In the field of automation, extremely precise gearboxes are mandatory in order to ensure the adequate precision required by the automatic process. For this kind of applications, planetary gearboxes represent one of the most attractive solutions. This type of gearing, thanks to its specific design, ensures at the same time high power density and reduction ratios. The low backlash required in the field of automation is obtained by changing the chordal thickness of the teeth. This has the main drawback to promote the power losses generation reducing the global efficiency of the system.
In order to overcome this problem, new designs have been studied by means of numerical approaches by Bonfiglioli Mechatronic Research. The aim was to optimize the actual design of the low backlash planetary gearboxes both in terms of mechanical and fluid-dynamics performances. The efficiency increase is based on a reduction of the module of the gears. This fact, together with other topological modification of the teeth shape (pressure angle, profile shift etc.), allows to reduce the relative sliding between the teeth flanks and, therefore, the power dissipation. CFD simulation performed using a suitable code, have shown that the mechanical optimized design has a positive impact also on the churning power losses. The global winning in terms of power losses reduction is quantifiable in about 50%, depending on the reduction ratio. This implies, besides an energy saving, a reduction of the operating temperatures and, consequently, an increase in the reliability of the system or the possibility to stress the system with more severe duty cycles without reaching dangerous temperatures.

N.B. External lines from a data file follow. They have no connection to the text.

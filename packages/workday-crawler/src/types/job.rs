//! Job, company and status-history records.

use std::fmt;

use chrono::{DateTime, NaiveDate, Utc};
use serde::{Deserialize, Serialize};

/// Lifecycle status of a stored job.
#[derive(Debug, Clone, Copy, PartialEq, Eq, Hash, Serialize, Deserialize)]
#[serde(rename_all = "lowercase")]
pub enum JobStatus {
    Active,
    Stale,
}

impl JobStatus {
    pub fn as_str(&self) -> &'static str {
        match self {
            JobStatus::Active => "active",
            JobStatus::Stale => "stale",
        }
    }

    pub fn parse(s: &str) -> Option<Self> {
        match s {
            "active" => Some(JobStatus::Active),
            "stale" => Some(JobStatus::Stale),
            _ => None,
        }
    }
}

impl fmt::Display for JobStatus {
    fn fmt(&self, f: &mut fmt::Formatter<'_>) -> fmt::Result {
        f.write_str(self.as_str())
    }
}

/// Employment category as published by the posting.
#[derive(Debug, Clone, Copy, PartialEq, Eq, Hash, Default, Serialize, Deserialize)]
#[serde(rename_all = "snake_case")]
pub enum EmploymentType {
    FullTime,
    PartTime,
    Contractor,
    Temporary,
    Intern,
    Volunteer,
    PerDiem,
    Other,
    #[default]
    Unspecified,
}

impl EmploymentType {
    /// Parse the many spellings sites use (`FULL_TIME`, `Full time`, `full-time`).
    pub fn parse(raw: &str) -> Self {
        let normalized: String = raw
            .trim()
            .chars()
            .filter(|c| c.is_ascii_alphanumeric())
            .map(|c| c.to_ascii_lowercase())
            .collect();

        match normalized.as_str() {
            "" => EmploymentType::Unspecified,
            "fulltime" | "regular" | "permanent" => EmploymentType::FullTime,
            "parttime" => EmploymentType::PartTime,
            "contractor" | "contract" | "fixedterm" => EmploymentType::Contractor,
            "temporary" | "temp" | "seasonal" => EmploymentType::Temporary,
            "intern" | "internship" => EmploymentType::Intern,
            "volunteer" => EmploymentType::Volunteer,
            "perdiem" => EmploymentType::PerDiem,
            _ => EmploymentType::Other,
        }
    }

    pub fn as_str(&self) -> &'static str {
        match self {
            EmploymentType::FullTime => "full_time",
            EmploymentType::PartTime => "part_time",
            EmploymentType::Contractor => "contractor",
            EmploymentType::Temporary => "temporary",
            EmploymentType::Intern => "intern",
            EmploymentType::Volunteer => "volunteer",
            EmploymentType::PerDiem => "per_diem",
            EmploymentType::Other => "other",
            EmploymentType::Unspecified => "unspecified",
        }
    }

    /// Inverse of [`as_str`](Self::as_str), used when reading persisted rows.
    pub fn from_stored(s: &str) -> Option<Self> {
        Some(match s {
            "full_time" => EmploymentType::FullTime,
            "part_time" => EmploymentType::PartTime,
            "contractor" => EmploymentType::Contractor,
            "temporary" => EmploymentType::Temporary,
            "intern" => EmploymentType::Intern,
            "volunteer" => EmploymentType::Volunteer,
            "per_diem" => EmploymentType::PerDiem,
            "other" => EmploymentType::Other,
            "unspecified" => EmploymentType::Unspecified,
            _ => return None,
        })
    }
}

/// Fields extracted from a job detail page, before persistence.
///
/// Produced identically by the HTTP fast path and the render fallback.
#[derive(Debug, Clone, PartialEq, Eq, Serialize, Deserialize)]
pub struct ExtractedJob {
    /// Site-native requisition identifier
    pub job_id: String,
    pub title: String,
    pub description: Option<String>,
    pub date_posted: Option<NaiveDate>,
    pub employment_type: EmploymentType,
    pub location: Option<String>,
    pub hiring_organization: Option<String>,
    pub url: String,
}

/// A persisted job posting.
#[derive(Debug, Clone, PartialEq, Serialize, Deserialize)]
pub struct JobRecord {
    pub job_id: String,
    pub company_id: i64,
    pub title: String,
    pub description: Option<String>,
    pub date_posted: Option<NaiveDate>,
    pub employment_type: EmploymentType,
    pub location: Option<String>,
    /// Employer named by the posting, when it differs from the crawled company
    pub hiring_organization: Option<String>,
    pub url: String,
    pub first_seen_at: DateTime<Utc>,
    pub last_seen_at: DateTime<Utc>,
    pub status: JobStatus,
    /// Consecutive runs in which the job was expected but not re-observed
    pub missed_scrapes: u32,
}

impl JobRecord {
    /// Build a fresh active record from an extraction.
    pub fn from_extracted(company_id: i64, job: &ExtractedJob, seen_at: DateTime<Utc>) -> Self {
        Self {
            job_id: job.job_id.clone(),
            company_id,
            title: job.title.clone(),
            description: job.description.clone(),
            date_posted: job.date_posted,
            employment_type: job.employment_type,
            location: job.location.clone(),
            hiring_organization: job.hiring_organization.clone(),
            url: job.url.clone(),
            first_seen_at: seen_at,
            last_seen_at: seen_at,
            status: JobStatus::Active,
            missed_scrapes: 0,
        }
    }

    /// Overwrite the mutable fields with a fresh observation.
    pub fn refresh(&mut self, job: &ExtractedJob, seen_at: DateTime<Utc>) {
        self.title = job.title.clone();
        self.description = job.description.clone();
        self.date_posted = job.date_posted;
        self.employment_type = job.employment_type;
        self.location = job.location.clone();
        self.hiring_organization = job.hiring_organization.clone();
        self.url = job.url.clone();
        self.last_seen_at = seen_at;
        self.missed_scrapes = 0;
        self.status = JobStatus::Active;
    }
}

/// A company whose career site is crawled.
#[derive(Debug, Clone, PartialEq, Eq, Serialize, Deserialize)]
pub struct Company {
    pub id: i64,
    pub name: String,
    pub base_url: String,
    pub created_at: DateTime<Utc>,
}

/// Append-only audit entry for a job status transition.
#[derive(Debug, Clone, PartialEq, Eq, Serialize, Deserialize)]
pub struct StatusHistoryEntry {
    pub job_id: String,
    pub company_id: i64,
    pub status: JobStatus,
    pub changed_at: DateTime<Utc>,
    pub reason: String,
}

/// History reason for a job seen for the first time.
pub const REASON_INITIAL: &str = "initial observation";

/// History reason for a stale job found again.
pub const REASON_REAPPEARED: &str = "reappeared in listings";

/// History reason for a job going stale.
pub fn missed_reason(missed: u32) -> String {
    format!("missed {} consecutive scrapes", missed)
}

/// What an upsert did to the store.
#[derive(Debug, Clone, Copy, PartialEq, Eq)]
pub enum UpsertOutcome {
    /// First observation of this `(job_id, company_id)`
    Inserted,
    /// Already active; fields and `last_seen_at` refreshed
    Refreshed,
    /// Was stale, now active again
    Reactivated,
}

/// Result of recording a missed observation.
#[derive(Debug, Clone, Copy, PartialEq, Eq)]
pub struct MissOutcome {
    pub missed_scrapes: u32,
    pub became_stale: bool,
}

#[cfg(test)]
mod tests {
    use super::*;

    #[test]
    fn test_employment_type_parse_is_tolerant() {
        assert_eq!(EmploymentType::parse("FULL_TIME"), EmploymentType::FullTime);
        assert_eq!(EmploymentType::parse("Full time"), EmploymentType::FullTime);
        assert_eq!(EmploymentType::parse("part-time"), EmploymentType::PartTime);
        assert_eq!(EmploymentType::parse("PER_DIEM"), EmploymentType::PerDiem);
        assert_eq!(EmploymentType::parse(""), EmploymentType::Unspecified);
        assert_eq!(EmploymentType::parse("Apprentice"), EmploymentType::Other);
    }

    #[test]
    fn test_employment_type_storage_names() {
        for ty in [
            EmploymentType::FullTime,
            EmploymentType::PerDiem,
            EmploymentType::Unspecified,
        ] {
            assert_eq!(EmploymentType::from_stored(ty.as_str()), Some(ty));
        }
        assert_eq!(EmploymentType::from_stored("FULL_TIME"), None);
    }

    #[test]
    fn test_refresh_resets_misses_and_reactivates() {
        let t0 = Utc::now();
        let job = ExtractedJob {
            job_id: "R1".into(),
            title: "Analyst".into(),
            description: None,
            date_posted: None,
            employment_type: EmploymentType::FullTime,
            location: Some("Minneapolis".into()),
            hiring_organization: None,
            url: "https://acme.example/job/Analyst_R1".into(),
        };
        let mut record = JobRecord::from_extracted(7, &job, t0);
        record.missed_scrapes = 2;
        record.status = JobStatus::Stale;

        let t1 = t0 + chrono::Duration::hours(1);
        let reposted = ExtractedJob {
            hiring_organization: Some("Acme Health".into()),
            ..job
        };
        record.refresh(&reposted, t1);

        assert_eq!(record.hiring_organization.as_deref(), Some("Acme Health"));
        assert_eq!(record.missed_scrapes, 0);
        assert_eq!(record.status, JobStatus::Active);
        assert_eq!(record.first_seen_at, t0);
        assert_eq!(record.last_seen_at, t1);
    }
}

Numerical structural analysis have been also carried out on the efficiency optimized geometry in order to characterize the torsional stiffness of the gears and to choose the best design for shafts and planet-carrier. The torsional stiffness, in fact, is the other important characteristic of this kind of gearboxes. In precise applications, in fact, high stiffness is required in order to ensure good positioning accuracy. All the CAE based calculations have been validated by means of experimental tests performed in the internal lab of BMR. The results have fully validated both the CAE approach and the new design.